Lord Otton has also proposed a scheme for the NHS similar to New Zealand's and involving partial administration by trusts, partial claimant rights to apply to an independent body and retaining a more limited recourse to the courts than the present system.

However, some see calls for such a system as motivated by pure self-interest rather than a concern for the efficient use of resources.

Russell Levy, a partner in the medical negligence department of Leigh Day and Co solicitors, argues that the BMA is more concerned with its members than anything else. 'The BMA wants to reduce escalating claims against doctors, not introduce a full no fault compensation scheme.

'A scheme that genuinely compensated people for injury without looking at the circumstances in which it arose would be a wonderful social achievement. It would also be a massive extension of the social welfare system. Rather than this futile self-interested attitude we should look where the most expensive claims are - in obstetrics and anaesthetics, for example - ask what can be done to prevent these and ensure that people get decent care with the most up-to-date equipment, not 20-year-old wheelchairs.'

Paul McNeil head of Field Fisher Waterhouse solicitors is similarly unconvinced that there would be an overall advantage in changing the system.

'Most clients are mainly interested in knowing what happened to them and it is only when they are frustrated by their disabilities and lack of support from the NHS and social services that they think of claiming compensation, ' he says.

'Litigation is fundamental to people finding out what went wrong. A no-fault scheme would not do this.'

Other critics of a no-fault scheme warn that it may well breach the Human Rights Act which comes into force in October. If it restricted a claimant's right to sue, this may be an unreasonable limitation on a person's right to have access to justice and, as such, potentially illegal.

Any such system would, therefore, face a dilemma: if it restricted access to the courts it may well be illegal. If it did not, higher value claims may still head for the courts. The result could be even worse than now, with an expensive claims system to administer on top of costly litigation.

Debates over controlling budgets will no doubt continue.

Meanwhile, Jane and her parents will have to struggle to survive as the resources that could improve their lives and the care of many other NHS patients are eaten away by litigation.

Jane Tomlinson's name has been changed for legal reasons.

How it may work:

New Zealand's system, applying generally to personal injury claims, has been labelled by some a 'no-blame' rather than a no-fault system because a person claiming for a clinical injury still needs to prove that it was 'due to medical misadventure'.

A medical error for the purposes of the New Zealand scheme is a 'failure to provide the standard of care expected of a reasonably competent professional'. This is similar to the situation in litigation here but there is no need for a claimant to prove a breach of a duty of care.

Lord Otton proposed a scheme based on this system for medical claims in England.

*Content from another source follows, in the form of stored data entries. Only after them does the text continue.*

use serde::{Deserialize, Serialize};
use std::collections::BTreeMap;

/// Attribute types discovered on classes: `class id → attribute → type`.
///
/// Filled from `self.attr = Factory()` assignments. Each file contributes its own
/// registry during the first pass; the pipeline merges them in file order so later
/// files overwrite earlier entries.
#[derive(Debug, Clone, Default, PartialEq, Eq, Serialize, Deserialize)]
pub struct ClassRegistry {
    classes: BTreeMap<String, BTreeMap<String, String>>,
}

impl ClassRegistry {
    pub fn new() -> Self {
        Self::default()
    }

    pub fn insert(&mut self, class: &str, attribute: &str, ty: &str) {
        self.classes
            .entry(class.to_string())
            .or_default()
            .insert(attribute.to_string(), ty.to_string());
    }

    pub fn attribute_type(&self, class: &str, attribute: &str) -> Option<&str> {
        self.classes
            .get(class)
            .and_then(|attrs| attrs.get(attribute))
            .map(String::as_str)
    }

    pub fn merge(&mut self, other: ClassRegistry) {
        for (class, attrs) in other.classes {
            self.classes.entry(class).or_default().extend(attrs);
        }
    }

    pub fn len(&self) -> usize {
        self.classes.values().map(BTreeMap::len).sum()
    }

    pub fn is_empty(&self) -> bool {
        self.classes.is_empty()
    }
}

It would have three stages:

A trust would deal with any claim below£10,000, but a dissatisfied claimant could still sue for negligence as now.

A new creation - the Medical Injuries Compensation Authority - would deal with claims between£10,000 and£500,000. Probably most claims on current values would fall within this category.

There would be a right of appeal to an adjudication tribunal chaired by a lawyer sitting with a doctor and lay person. Findings of the appeal panel would be final and any review of its decision would only be possible by judicial review if, for example, it was wrong in law or irrational.

Claimants would still be able to sue in court for claims above£500,000, but only after taking them through the Medical Injuries Compensation Authority.